View attachment 61429

Purely in terms of the CPU tile, yeah, that looks right.

IntelUser2000 · May 14, 2022

Exist50 said:
You need hybrid bonding to get close to monolithic. Foveros has a smaller bump pitch than EMIB, which is probably why it's used here, but it's still not quite monolithic.

So Intel says on-die fabrics need 0.1pJ/bit, and Foveros requires 0.3pJ/bit. Still a fair bit higher, but organic interposers are over 1pJ/bit, and EMIB is slightly below 1pJ/bit.

When you are talking about datapaths for I/O, then it cannot be shut down as readily as the individual blocks do, because they need to meet QoS and bandwidth/latency requirements. Also because you need to serve every block that uses the bus. If you have 50 blocks on a bus, but only one is active, you still need to have the whole bus online.

It seems that on a higher level you can use things as power gating to lower power use, but they don't use it for say, the decoders as it's too latency critical.

So theoretically it should offer both faster on/off transitions for the chipset actually allow it to reach much lower power idle(and/or more often) and also reduce the absolute floor of power the communication line uses. This means the ~1.5W or so TDP of the on-package chipset is often reached even in very light load. Yes you can get that really low in idle, but it's very easy to knock it off that state.

That is theory of course. Atom didn't benefit from things being on-die until Silvermont when they updated to a proper on-die bus.

Unfortunately, I think you'll be disappointed, but I hope my pessimism ends up being incorrect.

This is an opportunity. I think there's a chance for them to improve this greatly, though still playing catch up at this point.

Also, good to know davidbepo is a crock.

IntelUser2000 · May 14, 2022

Anhiel said:
If my estimation on the die size is roughly correct the total area (with empty space) is around 178 mm^2.
So the top left should be Intel4 8c+16c compute part. The tile below would be N4 IO.
The center part would be N3 iGPU but it has space for 384 EU so it either is:
2 media engine + 384 EU
or
2 media engine + 192 EU + 6 tensor processing core (TPC) or similar
The right lean tile would be N5 SOC.

No that's wrong.
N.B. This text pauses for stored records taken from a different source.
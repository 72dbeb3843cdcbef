//! Performance benchmarks for the Vacation Allocation Engine.
//!
//! The validator sits on the submission path of every vacation request, so
//! it must stay cheap: a single validation is expected well under 1μs, and
//! an end-to-end HTTP submission under 1ms.
//!
//! Run with: `cargo bench`
//! HTML reports are generated in `target/criterion/`

use criterion::{BenchmarkId, Criterion, black_box, criterion_group, criterion_main};

use axum::{Router, body::Body, http::Request};
use chrono::NaiveDate;
use tower::ServiceExt;

use vacation_engine::api::{AppState, create_router};
use vacation_engine::models::VacationPeriod;
use vacation_engine::validation::{duration_in_days, validate_allocation};

fn date(y: i32, m: u32, d: u32) -> NaiveDate {
    NaiveDate::from_ymd_opt(y, m, d).unwrap()
}

fn pending(user_id: &str, year: i32, duration: i64) -> VacationPeriod {
    let start = date(year, 2, 1);
    let end = start + chrono::Duration::days(duration - 1);
    VacationPeriod::new(user_id, start, end).unwrap()
}

fn bench_duration_calculator(c: &mut Criterion) {
    c.bench_function("duration_in_days", |b| {
        let start = date(2025, 7, 1);
        let end = date(2025, 7, 30);
        b.iter(|| duration_in_days(black_box(start), black_box(end)))
    });
}

fn bench_validator(c: &mut Criterion) {
    let mut group = c.benchmark_group("validate_allocation");

    let active_sets: Vec<(usize, Vec<VacationPeriod>)> = vec![
        (0, vec![]),
        (1, vec![pending("emp_001", 2025, 5)]),
        (
            2,
            vec![pending("emp_001", 2025, 5), pending("emp_001", 2025, 10)],
        ),
    ];

    for (count, existing) in &active_sets {
        group.bench_with_input(
            BenchmarkId::new("existing_periods", count),
            existing,
            |b, existing| {
                b.iter(|| {
                    validate_allocation(black_box(existing), black_box(15), "emp_001", 2025)
                })
            },
        );
    }

    group.finish();
}

fn bench_http_submission(c: &mut Criterion) {
    let rt = tokio::runtime::Runtime::new().unwrap();

    c.bench_function("http_submit_period", |b| {
        b.to_async(&rt).iter(|| async {
            // Fresh state per iteration so the submission is always a
            // first period for its user.
            let router: Router = create_router(AppState::new());
            let body = serde_json::json!({
                "user_id": "emp_001",
                "start_date": "2025-07-01",
                "end_date": "2025-07-15",
            });
            let response = router
                .oneshot(
                    Request::builder()
                        .method("POST")
                        .uri("/vacation-periods")
                        .header("Content-Type", "application/json")
                        .body(Body::from(body.to_string()))
                        .unwrap(),
                )
                .await
                .unwrap();
            black_box(response.status())
        })
    });
}

criterion_group!(
    benches,
    bench_duration_calculator,
    bench_validator,
    bench_http_submission
);
criterion_main!(benches);
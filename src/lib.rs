//! Vacation Allocation Engine for an internal HR tool.
//!
//! This crate decides whether a proposed vacation period is admissible given
//! an employee's existing periods for a calendar year, enforcing the 30-day
//! annual ceiling, the 3-period ceiling, and the permitted duration
//! combinations (30, 15+15, or 5+10+15 days in any submission order).

#![warn(missing_docs)]

pub mod api;
pub mod error;
pub mod models;
pub mod store;
pub mod validation;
Many people have explained this over many pages.

Top left is 2+8. Bottom tiny die is GPU. Center large tile is SoC or basically what's called PCH in current terms. Right is I/O.

You are probably following the twitter feed of someone like Wildcracks who said the same thing about the center being the iGPU not SoC, but we discussed this a while ago. He's wrong, although a reasonable expectation.

And the numbers you are using aren't even from him but complete imagination. Arrowlake is 384EU, not Meteorlake.

Exist50 · May 14, 2022

IntelUser2000 said:
It seems that on a higher level you can use things as power gating to lower power use, but they don't use it for say, the decoders as it's too latency critical.

So theoretically it should offer both faster on/off transitions for the chipset actually allow it to reach much lower power idle(and/or more often) and also reduce the absolute floor of power the communication line uses. This means the ~1.5W or so TDP of the on-package chipset is often reached even in very light load. Yes you can get that really low in idle, but it's very easy to knock it off that state.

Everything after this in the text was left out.